I took my dog out to potty and my tegu jumped off my shoulder and shot out towards the woods behind the apt. I dug around for 2 hours trying to find him. I have put out eggs (his favorite) and checked back periodically. I don't know what to do or is this a lost cause.


----------



## whoru (Aug 21, 2009)

i hate to hear that


----------



## The captain (Aug 21, 2009)

chances are slim.

People need to know that tegus outside are not the animal you know inside. They WILL run for it. They will act calm and then dash. DONT FORGET IT!


----------



## koikaren (Aug 21, 2009)

wow, sorry to hear that...


----------



## Jefroka (Aug 21, 2009)

mikecrowder23 said:


> I took my dog out to potty and my tegu jumped off my shoulder and shot out towards the woods behind the apt. I dug around for 2 hours trying to find him. I have put out eggs (his favorite) and checked back periodically. I don't know what to do or is this a lost cause.



Contact everyone you know that lives near you and even knock on doors if need be and devise a massive search party.

You could even give out a reward for whomever finds him. I'm not kidding, this is what I would do.

Best of luck!


...Jefroka


----------



## mikecrowder23 (Aug 21, 2009)

thanks guys, i think it's a lost cause. been looking all day long. does anyone know if bob has anymore black and whites.


----------



## MIKE-ZILLA (Aug 21, 2009)

how big is your tegu? you might consider buying an animal trap and bait it with his favorite foods, although you might catch some other animal instead. If you dont find your tegu ,I'm sorry for your loss.


----------



## Jefroka (Aug 22, 2009)

mikecrowder23 said:


> thanks guys, i think it's a lost cause. been looking all day long. does anyone know if bob has anymore black and whites.
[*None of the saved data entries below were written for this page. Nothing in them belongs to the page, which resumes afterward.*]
//! PDF codec seam.
//!
//! The merge executor only needs a handful of document operations: parse
//! a source, count its pages, copy one page into an output, set that
//! page's rotation, append it, and serialize the output. [`PdfCodec`]
//! names exactly those so the assembly logic does not depend on a
//! particular PDF library. [`LopdfCodec`] is the implementation used in
//! production.

pub mod document;

pub use document::{LopdfCodec, LopdfOutput, LopdfSource};

use crate::error::Result;
use crate::rotation::Rotation;

/// Operations the merge engine needs from a PDF library.
///
/// All methods are synchronous and may be CPU heavy; the engine calls
/// them from Tokio's blocking pool.
pub trait PdfCodec: Send + Sync + 'static {
    /// A parsed source document.
    type Source: Send + Sync + 'static;

    /// An output document under construction.
    type Output: Send + 'static;

    /// Handle to a page copied into an output.
    type Page: Copy + Send + 'static;

    /// Parse a source document.
    ///
    /// # Errors
    ///
    /// Returns a codec error if the bytes are not a readable PDF.
    fn open(&self, bytes: &[u8]) -> Result<Self::Source>;

    /// Number of pages in a source document.
    fn page_count(&self, source: &Self::Source) -> usize;

    /// Start an empty output document.
    fn create_output(&self) -> Self::Output;

    /// Copy the page at zero-based `page_index` of `source` into `output`.
    ///
    /// The copy is not part of the output's page sequence until
    /// [`PdfCodec::append_page`] is called.
    fn copy_page(
        &self,
        output: &mut Self::Output,
        source: &Self::Source,
        page_index: usize,
    ) -> Result<Self::Page>;

    /// Set a copied page's rotation, replacing whatever it had.
    fn set_rotation(
        &self,
        output: &mut Self::Output,
        page: Self::Page,
        rotation: Rotation,
    ) -> Result<()>;

    /// Append a copied page to the end of the output's page sequence.
    fn append_page(&self, output: &mut Self::Output, page: Self::Page) -> Result<()>;

    /// Serialize the finished output.
    fn serialize(&self, output: Self::Output) -> Result<Vec<u8>>;
}
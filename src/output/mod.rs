pub mod formatter;

pub use formatter::{MessageLevel, OutputFormatter};
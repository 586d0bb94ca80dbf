//! Bounded admission for heavy merge jobs.

use std::sync::Arc;
use std::sync::atomic::{AtomicUsize, Ordering};
use tokio::sync::{OwnedSemaphorePermit, Semaphore};

use crate::error::{Result, StitchError};

/// Default number of bounded jobs running at once.
pub const DEFAULT_POOL_CAPACITY: usize = 2;

/// Fixed-capacity pool admitting jobs in FIFO order.
///
/// Clones share the same permits and gauges.
#[derive(Debug, Clone)]
pub struct MergePool {
    semaphore: Arc<Semaphore>,
    capacity: usize,
    waiting: Arc<AtomicUsize>,
    running: Arc<AtomicUsize>,
}

impl MergePool {
    /// Create a pool. A capacity of zero is raised to one.
    pub fn new(capacity: usize) -> Self {
        let capacity = capacity.max(1);
        Self {
            semaphore: Arc::new(Semaphore::new(capacity)),
            capacity,
            waiting: Arc::new(AtomicUsize::new(0)),
            running: Arc::new(AtomicUsize::new(0)),
        }
    }

    pub fn capacity(&self) -> usize {
        self.capacity
    }

    /// Jobs queued for a permit.
    pub fn waiting(&self) -> usize {
        self.waiting.load(Ordering::SeqCst)
    }

    /// Jobs holding a permit.
    pub fn running(&self) -> usize {
        self.running.load(Ordering::SeqCst)
    }

    /// Wait for a slot. Waiters are served in arrival order.
    ///
    /// # Errors
    ///
    /// Returns a job error if the pool was closed.
    pub async fn acquire(&self) -> Result<PoolPermit> {
        let permit = {
            let _waiting = Gauge::enter(&self.waiting);
            Arc::clone(&self.semaphore).acquire_owned().await
        }
        .map_err(|_| StitchError::job_failed("merge pool is closed"))?;

        Ok(PoolPermit {
            _permit: permit,
            _running: Gauge::enter(&self.running),
        })
    }

    /// Stop admitting jobs. Queued and future `acquire` calls fail.
    pub fn close(&self) {
        self.semaphore.close();
    }
}

impl Default for MergePool {
    fn default() -> Self {
        Self::new(DEFAULT_POOL_CAPACITY)
    }
}

/// A held pool slot, released on drop.
#[derive(Debug)]
pub struct PoolPermit {
    _permit: OwnedSemaphorePermit,
    _running: Gauge,
}

/// Counts itself in a gauge while alive.
#[derive(Debug)]
struct Gauge(Arc<AtomicUsize>);

impl Gauge {
    fn enter(counter: &Arc<AtomicUsize>) -> Self {
        counter.fetch_add(1, Ordering::SeqCst);
        Self(Arc::clone(counter))
    }
}

impl Drop for Gauge {
    fn drop(&mut self) {
        self.0.fetch_sub(1, Ordering::SeqCst);
    }
}
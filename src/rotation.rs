//! Quarter-turn page rotation.

use serde::{Deserialize, Serialize};

use crate::error::{Result, StitchError};

/// Page rotation in degrees clockwise.
#[derive(Debug, Clone, Copy, PartialEq, Eq, Hash, Default, Serialize, Deserialize)]
#[serde(try_from = "i64", into = "i64")]
pub enum Rotation {
    /// No rotation.
    #[default]
    None,
    /// Rotate 90 degrees clockwise.
    Clockwise90,
    /// Rotate 180 degrees.
    Rotate180,
    /// Rotate 270 degrees clockwise (90 counter-clockwise).
    Clockwise270,
}

impl Rotation {
    /// Parse rotation from degrees.
    ///
    /// The value is normalized modulo 360 first, so `-90` is `270` and
    /// `450` is `90`.
    ///
    /// # Errors
    ///
    /// Returns a validation error if the normalized value is not 0, 90,
    /// 180 or 270.
    pub fn from_degrees(degrees: i64) -> Result<Self> {
        match degrees.rem_euclid(360) {
            0 => Ok(Self::None),
            90 => Ok(Self::Clockwise90),
            180 => Ok(Self::Rotate180),
            270 => Ok(Self::Clockwise270),
            _ => Err(StitchError::validation(format!(
                "Invalid rotation: {degrees}. Must be a multiple of 90"
            ))),
        }
    }

    /// Get rotation as degrees.
    pub fn as_degrees(&self) -> i64 {
        match self {
            Self::None => 0,
            Self::Clockwise90 => 90,
            Self::Rotate180 => 180,
            Self::Clockwise270 => 270,
        }
    }

    /// The next quarter turn clockwise.
    pub fn clockwise(self) -> Self {
        match self {
            Self::None => Self::Clockwise90,
            Self::Clockwise90 => Self::Rotate180,
            Self::Rotate180 => Self::Clockwise270,
            Self::Clockwise270 => Self::None,
        }
    }

    /// Whether this rotation leaves the page as it is.
    pub fn is_identity(&self) -> bool {
        *self == Self::None
    }
}

impl TryFrom<i64> for Rotation {
    type Error = StitchError;

    fn try_from(degrees: i64) -> Result<Self> {
        Self::from_degrees(degrees)
    }
}

impl From<Rotation> for i64 {
    fn from(rotation: Rotation) -> Self {
        rotation.as_degrees()
    }
}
What about the search party idea, you don't think its worth a try?


...Jefroka


----------



## Anthony (Aug 22, 2009)

hey i think bobby def has reds left but im not sure on black and whites.... my red baby is so so so fast and jumpy i wont even hold em unless its to put em in the feeding bin... if he got out of my hands hed be gone.... i think u should try the search like jefroka advised and call bobby and get a red if he dont have black and whites.... ur not the only one on here who lost there tegu so dont get too down on urself but i wouldnt give up so easily yet u might find em weirder things have happened.... how big is the area he ran into? id put ground turkey is various areas but remmeber he could be real close by he just might be burrowed they go underground 12 hours a day at least it seems.... good luck man


----------



## mikecrowder23 (Aug 22, 2009)

This is an apt. complex, first of all i don't know anyone here to have a search party, second we're not supposed to have reptiles or amphibians so a big todo is a no no, and last this place is saturated with dogs and thus dog urine so the first chance he gets he's going to the woods as far from that as possible.


----------



## mikecrowder23 (Aug 22, 2009)

oh and i've removed all the pinestraw in the area where i saw him when it happened and he's not there. right after my dog ran through so it probably scared him away. i haven't given up i still look every couple hours but i'm realistic.


----------



## GraphiK (Aug 22, 2009)

The best time to look is early in the morning, he'll need to bask somewhere when he wakes up. Keep in mind, they really don't move too far or fast. If you noticed when your tegu wouls roam around it would move considerably slow stopping often to check things out (I realize when they are running from something they are extremely fast.) In the wild most of there day is spent hidden only coming out to bask and look for food. This isn't the same in captivity because the uvb outputted by our bulbs doesn't hit anywhere near that of the natural sunlight so you see your tegu basking for longer amounts of time to compensate. They're main predators are cats, birds and other reptiles and of course.. people (If someone sees him in your area they are going to kill it or catch it, I'm sure of that), this isn't too different then where they live naturally, that survival instinct doesn't just go away and the green coloration on the head is there for this reason. I think there is a pretty good chance your tegu is still alive I wouldn't give up on him. Wishing you the best of luck!


----------



## Bubblz Calhoun (Aug 22, 2009)

MIKE-ZILLA said:


> how big is your tegu? you might consider buying an animal trap and bait it with his favorite foods, although you might catch some other animal instead. If you dont find your tegu ,I'm sorry for your loss.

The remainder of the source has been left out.